For most, my title might suggest that I accuse corporations of killing with vaccines. I mean nothing of the sort.
I am angry. I am angry that this tragedy ever happened. No child needed to die because of vaccine fear.
What I mean by corporate killing is corporate lies. Lies so pervasive, so expected, so routine, that when educated parents were given a choice between people who were little more than cranks and corporate information, they went with the cranks.
Did the parents have a choice of not believing the pharmaceutical companies but then going with the government’s analysis? No. Why not? Because the governmental agencies that are supposed to be protecting us are just as PR soaked and lacking in credibility as the corporations that have usually captured them.
That is pitiful.
As individuals and as a society, the facts we need to make good decisions are tainted. They are tainted by a corporate and governmental philosophy of damage control and psychological manipulation over any concern with the truth.
How do you make good decisions in a world of deception?

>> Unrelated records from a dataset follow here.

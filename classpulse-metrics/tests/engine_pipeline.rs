//! Engine output flowing into storage, the way the daemon uses it

use chrono::Utc;
use classpulse_metrics::{EngineConfig, EventDatabase, MetricsEngine, RawFrameEvent, Sample};
use serde_json::json;
use tempfile::TempDir;

fn frame(student: &str, emotion: &str, p: f64) -> RawFrameEvent {
    let rest = (1.0 - p) / 6.0;
    let labels = ["Angry", "Disgust", "Fear", "Happy", "Sad", "Surprise", "Neutral"];
    let probabilities: serde_json::Map<String, serde_json::Value> = labels
        .iter()
        .map(|l| {
            let v = if *l == emotion { p } else { rest };
            (l.to_string(), json!(v))
        })
        .collect();

    RawFrameEvent::from_value(json!({
        "student_id": student,
        "emotion": emotion,
        "emotion_confidence": p,
        "probabilities": probabilities,
        "box": {"x": 100.0, "y": 100.0, "w": 80.0, "h": 80.0},
        "ear": 0.3,
        "source_device": "room-101"
    }))
    .unwrap()
}

#[test]
fn test_scored_events_are_persisted_and_aggregated() {
    let tmp_dir = TempDir::new().unwrap();
    let db = EventDatabase::new(tmp_dir.path().join("events.db")).unwrap();
    let mut engine = MetricsEngine::new(EngineConfig::default());

    let now = Utc::now();
    for _ in 0..20 {
        let mut event = frame("s1", "Happy", 0.8);
        engine.push(Sample::from_event(&event));
        event.metrics = engine.compute();
        assert!(event.metrics.is_some());
        db.insert_event(now, &event).unwrap();
    }

    assert_eq!(db.count_events().unwrap(), 20);

    let stored = db.recent_events("room-101", 1).unwrap();
    let metrics = stored[0].metrics.expect("metrics stored with event");
    for (name, value) in metrics.fields() {
        assert!((0.0..=1.0).contains(&value), "{} out of range: {}", name, value);
    }
    assert!(metrics.positivity > 0.5);

    db.compute_minute_aggregates(now + chrono::Duration::seconds(1), 5)
        .unwrap();
    let aggregates = db.minute_aggregates("s1").unwrap();
    assert_eq!(aggregates.iter().map(|a| a.sample_count).sum::<i64>(), 20);

    // Happy students do not trip the risk alert
    assert!(db.check_and_create_alerts(now).unwrap().is_empty());
}
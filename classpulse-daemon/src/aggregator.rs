//! Periodic minute aggregates and risk alerts

use anyhow::{Context, Result};
use chrono::Utc;
use classpulse_metrics::EventDatabase;
use std::sync::Arc;
use std::time::Duration;
use tokio::task::JoinHandle;
use tracing::{error, info, warn};

use crate::config::AggregatorConfig;

/// Result of one aggregation pass
#[derive(Debug, Clone, Copy, PartialEq, Eq, Default)]
pub struct AggregationReport {
    pub buckets_written: usize,
    pub alerts_created: usize,
}

/// Compute minute aggregates for the recent window, then raise risk alerts
pub async fn run_once(db: Arc<EventDatabase>, minutes_back: i64) -> Result<AggregationReport> {
    tokio::task::spawn_blocking(move || -> Result<AggregationReport> {
        let now = Utc::now();
        let buckets_written = db
            .compute_minute_aggregates(now, minutes_back)
            .context("Failed to compute minute aggregates")?;

        let alerts = db
            .check_and_create_alerts(now)
            .context("Failed to check risk alerts")?;
        for alert in &alerts {
            warn!(
                student_id = %alert.student_id,
                device_id = %alert.source_device,
                severity = alert.severity.as_str(),
                "{}",
                alert.message
            );
        }

        Ok(AggregationReport {
            buckets_written,
            alerts_created: alerts.len(),
        })
    })
    .await
    .context("Aggregation task failed")?
}

/// Run [`run_once`] every `interval_secs` until the task is aborted
pub fn spawn(db: Arc<EventDatabase>, config: &AggregatorConfig) -> JoinHandle<()> {
    let period = Duration::from_secs(config.interval_secs.max(1));
    let minutes_back = config.minutes_back;

    tokio::spawn(async move {
        info!("Aggregator running every {:?}", period);
        let mut ticker = tokio::time::interval(period);
        // First tick fires immediately; skip it so startup is not a pass
        ticker.tick().await;

        loop {
            ticker.tick().await;
            match run_once(Arc::clone(&db), minutes_back).await {
                Ok(report) => info!(
                    buckets = report.buckets_written,
                    alerts = report.alerts_created,
                    "Aggregation pass complete"
                ),
                Err(e) => error!("Aggregation failed: {:#}", e),
            }
        }
    })
}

A world in which these lies are so pervasive that you begin to wonder if the government and corporations sometimes lie out of force of habit.
Lies kill. The truth makes for good decision. Lies make for bad decisions and bad decisions can kill directly or as they accumulate over time.
It’s the corporate culture of deception that kills. And in this case it was effective.
James Pilant
From the Slate article – How Sane Parents Got Paranoid About Vaccines by Anna B. Reisman –
In his engaging, provocative, and angry new book, The Panic Virus: A True Story of Medicine, Science and Fear, Seth Mnookin traces the history of the myth that vaccines cause developmental disorders like autism. In the process, he profiles a number of mothers with autistic children who followed their gut instinct away from conventional medicine and ended up on the front lines of vaccine paranoia.
Here is what baffles Mnookin most: How so many caring, well-educated, affluent parents came to buy leaky theories that vaccines cause autism. How 48 states allow parents to exempt their kids from vaccines for religious reasons, and how in 18 states all you need is a philosophical reason. How, in 2010, the journal Pediatrics reported that a staggering 25 percent of parents believed that vaccines can cause developmental disorders in healthy children. How, even after a 2002 study in the New England Journal of Medicine found no link between MMR and autism, the anti-vaccine camp grew stronger.